Collected data entries
impl ConnectionParams {
    /// Parameters for a workspace without a passcode.
    pub fn new(host: impl Into<String>, port: u16) -> Self {
        Self {
            host: host.into(),
            port,
            passcode: None,
        }
    }

    /// Builder: set the passcode. Empty passcodes are ignored.
    pub fn with_passcode(mut self, passcode: impl Into<String>) -> Self {
        let passcode = passcode.into();
        self.passcode = (!passcode.is_empty()).then_some(passcode);
        self
    }
}

impl Default for ConnectionParams {
    fn default() -> Self {
        Self::new("127.0.0.1", DEFAULT_SERVER_PORT)
    }
}

/// Description of the live connection.
#[derive(Debug, Clone, Serialize)]
pub struct ConnectionInfo {
    pub host: String,
    pub port: u16,
    #[serde(skip)]
    pub passcode: Option<String>,
    pub workspace_id: Option<String>,
    pub workspace_name: Option<String>,
    pub connected_at: DateTime<Utc>,
    pub reply_addr: SocketAddr,
    pub phase: HandshakePhase,
}

/// Sending half of the live connection.
#[derive(Debug, Clone)]
struct Link {
    sender: OscSender,
    params: ConnectionParams,
    connected_at: DateTime<Utc>,
    reply_addr: SocketAddr,
}

type SharedLink = Arc<RwLock<Option<Link>>>;

/// Remote control for one QLab workspace.
pub struct CueController {
    config: SessionConfig,
    session: SessionHandle,
    /// Serializes connect and disconnect; owns the transport.
    lifecycle: Mutex<Option<Transport>>,
    link: SharedLink,
}

impl Default for CueController {
    fn default() -> Self {
        Self::new(SessionConfig::default())
    }
}

impl CueController {
    /// Creates a disconnected controller.
    pub fn new(config: SessionConfig) -> Self {
        Self {
            config,
            session: SessionHandle::new(),
            lifecycle: Mutex::new(None),
            link: Arc::new(RwLock::new(None)),
        }
    }

    /// Returns the session configuration.
    pub fn config(&self) -> &SessionConfig {
        &self.config
    }

    /// Connects to a QLab server, replacing any current connection.
    ///
    /// Success only means the sockets opened and the handshake went out;
    /// the session fills in as replies arrive.
    ///
    /// # Errors
    ///
    /// Returns an error when the host does not resolve, a socket cannot be
    /// opened, a handshake message cannot be sent, or QLab closes the
    /// session before the handshake is done. The controller is fully
    /// disconnected afterwards.
    pub async fn connect(&self, params: ConnectionParams) -> Result<(), ConnectError> {
        let mut lifecycle = self.lifecycle.lock().await;
        if let Some(previous) = lifecycle.take() {
            info!("replacing existing connection");
            self.teardown(Some(previous)).await;
        }

        let mut transport = match Transport::open(&params.host, params.port, &self.config).await {
            Ok(transport) => transport,
            Err(e) => {
                warn!(host = %params.host, port = params.port, error = %e, "connect failed");
                return Err(e);
            }
        };

        self.session.update(|s| *s = SessionState::connected()).await;

        let sender = transport.sender();
        let receiver = ReceiveContext {
            session: self.session.clone(),
            link: self.link.clone(),
            sender: sender.clone(),
            shutdown: transport.shutdown_handle(),
        };
        transport.start(move |packet| {
            let receiver = receiver.clone();
            async move { receiver.handle(&packet).await }
        });

        *self.link.write().await = Some(Link {
            sender: sender.clone(),
            params: params.clone(),
            connected_at: Utc::now(),
            reply_addr: transport.local_reply_addr(),
        });
        *lifecycle = Some(transport);

        if let Err(e) = self.handshake(&sender, &params).await {
            warn!(error = %e, "handshake failed");
            self.teardown(lifecycle.take()).await;
            return Err(e.into());
        }

        if self.link.read().await.is_none() {
            warn!(host = %params.host, port = params.port, "server closed the session during connect");
            self.teardown(lifecycle.take()).await;
            return Err(ConnectError::ClosedByServer);
        }

        let state = self.session.read().await;
        info!(
            host = %params.host,
            port = params.port,
            workspace = state.workspace_id.as_deref().unwrap_or("unknown"),
            phase = ?state.phase(),
            "connected"
        );
        Ok(())
    }

    async fn handshake(&self, sender: &OscSender, params: &ConnectionParams) -> Result<(), SendError> {
        let passcode = params.passcode.as_deref();

        if let Some(passcode) = passcode {
            sender.send(&address::connect(None), Some(passcode)).await?;
            tokio::time::sleep(self.config.auth_settle).await;
        }

        sender.send(WORKSPACES, None).await?;
        let found = self
            .session
            .wait_until(self.config.workspace_wait, |s| s.workspace_id.is_some())
            .await;
        if !found {
            debug!("no workspace listing yet, using unscoped addresses");
        }

        let workspace_id = self.session.read().await.workspace_id.clone();
        let workspace = workspace_id.as_deref();

        if let (Some(passcode), Some(_)) = (passcode, workspace) {
            sender.send(&address::connect(workspace), Some(passcode)).await?;
        }

        sender.send(&address::updates(workspace), Some(UPDATES_ON)).await?;
        sender.send(&address::cue_lists(workspace), None).await?;

        self.session
            .wait_until(self.config.connect_settle, |s| {
                s.phase() == HandshakePhase::Steady
            })
            .await;
        self.session
            .update(|s| {
                if s.connected {
                    s.handshake_complete = true;
                }
            })
            .await;
        Ok(())
    }

    /// Disconnects: disables updates, stops the receive loop, closes the
    /// sockets and clears the session. Never fails.
    pub async fn disconnect(&self) {
        let mut lifecycle = self.lifecycle.lock().await;
        let transport = lifecycle.take();
        let was_open = transport.is_some();
        self.teardown(transport).await;
        if was_open {
            info!("disconnected");
        }
    }

    async fn teardown(&self, transport: Option<Transport>) {
        let link = self.link.write().await.take();
        let workspace_id = self.session.read().await.workspace_id.clone();

        if let Some(link) = link
            && let Err(e) = link
                .sender
                .send(&address::updates(workspace_id.as_deref()), Some(UPDATES_OFF))
                .await
        {
            debug!(error = %e, "could not disable updates");
        }

        if let Some(mut transport) = transport {
            transport.close().await;
        }

        self.session.update(|s| *s = SessionState::default()).await;
    }

    /// Returns true while a connection is open.
    pub async fn is_connected(&self) -> bool {
        self.session.read().await.connected
    }

    /// Describes the live connection, or `None` when disconnected.
    pub async fn connection_info(&self) -> Option<ConnectionInfo> {
        let link = self.link.read().await.clone()?;
        let state = self.session.read().await;
        Some(ConnectionInfo {
            host: link.params.host,
            port: link.params.port,
            passcode: link.params.passcode,
            workspace_id: state.workspace_id.clone(),
            workspace_name: state.workspace_name.clone(),
            connected_at: link.connected_at,
            reply_addr: link.reply_addr,
            phase: state.phase(),
        })
    }

    /// Display name of the connected workspace, once known.
    pub async fn workspace_name(&self) -> Option<String> {
        self.session.read().await.workspace_name.clone()
    }

    /// Copy of the main cue list, in playback order.
    pub async fn cues(&self) -> Vec<Cue> {
        self.session.read().await.cues.clone()
    }

    /// Id of the cue at the playback position, as last reported.
    pub async fn current_cue_id(&self) -> Option<String> {
        self.session.read().await.current_cue_id.clone()
    }

    /// Receiver that changes whenever session state does.
    pub fn subscribe(&self) -> watch::Receiver<u64> {
        self.session.subscribe()
    }

    /// Fires the cue at the playhead.
    pub async fn send_go(&self) -> Result<(), SendError> {
        self.send_playback(PlaybackCommand::Go).await
    }

    /// Moves the playhead to the next cue.
    pub async fn send_next(&self) -> Result<(), SendError> {
        self.send_playback(PlaybackCommand::Next).await
    }

    /// Moves the playhead to the previous cue.
    pub async fn send_previous(&self) -> Result<(), SendError> {
        self.send_playback(PlaybackCommand::Previous).await
    }

    /// Pauses all running cues.
    pub async fn send_pause(&self) -> Result<(), SendError> {
        self.send_playback(PlaybackCommand::Pause).await
    }

    /// Resumes all paused cues.
    pub async fn send_resume(&self) -> Result<(), SendError> {
        self.send_playback(PlaybackCommand::Resume).await
    }

    /// Stops everything. The playback position is not re-queried.
    pub async fn send_panic(&self) -> Result<(), SendError> {
        self.send_playback(PlaybackCommand::Panic).await
    }

    /// Renames a cue.
    pub async fn rename_cue(&self, cue_id: &str, new_name: &str) -> Result<(), SendError> {
        let (sender, workspace_id) = self.live_sender().await?;
        let result = sender
            .send(&address::rename(workspace_id.as_deref(), cue_id), Some(new_name))
            .await;
        if let Err(ref e) = result {
            warn!(cue = cue_id, error = %e, "rename failed");
        }
        result
    }

    async fn send_playback(&self, command: PlaybackCommand) -> Result<(), SendError> {
        let (sender, workspace_id) = self.live_sender().await?;
        if let Err(e) = sender
            .send(&address::command(workspace_id.as_deref(), command), None)
            .await
        {
            warn!(%command, error = %e, "command failed");
            return Err(e);
        }

        if command.refreshes_position() {
            tokio::time::sleep(self.config.command_refresh_delay).await;
            if let Err(e) = self.request_position(&sender).await {
                debug!(%command, error = %e, "position refresh failed");
            }
        }
        Ok(())
    }

    /// Queries the playback position and returns a snapshot of the cues
    /// around it, waiting briefly for the reply.
    ///
    /// When disconnected or before the cue list is known this returns what
    /// is already there, usually an empty snapshot.
    pub async fn snapshot(&self) -> CurrentCueInfo {
        if let Ok((sender, _)) = self.live_sender().await {
            let epoch = self.session.read().await.position_epoch;
            match self.request_position(&sender).await {
                Ok(true) => {
                    self.session
                        .wait_until(self.config.snapshot_wait, |s| s.position_epoch > epoch)
                        .await;
                }
                Ok(false) => {}
                Err(e) => debug!(error = %e, "position query failed"),
            }
        }
        self.session.read().await.current_cue_info()
    }

    /// Sends a playback-position query for the main cue list, if known.
    async fn request_position(&self, sender: &OscSender) -> Result<bool, SendError> {
        let (workspace_id, cue_list_id) = {
            let state = self.session.read().await;
            (state.workspace_id.clone(), state.main_cue_list_id.clone())
        };
        let Some(cue_list_id) = cue_list_id else {
            return Ok(false);
        };
        sender
            .send(
                &address::playback_position(workspace_id.as_deref(), &cue_list_id),
                None,
            )
            .await?;
        Ok(true)
    }

    async fn live_sender(&self) -> Result<(OscSender, Option<String>), SendError> {
        let sender = self
            .link
            .read()
            .await
            .as_ref()
            .map(|link| link.sender.clone())
            .ok_or(SendError::NotConnected)?;
        let state = self.session.read().await;
        if !state.connected {
            return Err(SendError::NotConnected);
        }
        Ok((sender, state.workspace_id.clone()))
    }
}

[Exercise instructions]
Find every line in the records that uses the string "before", then copy it.

[Exercise response]
    /// session before the handshake is done. The controller is fully
    /// When disconnected or before the cue list is known this returns what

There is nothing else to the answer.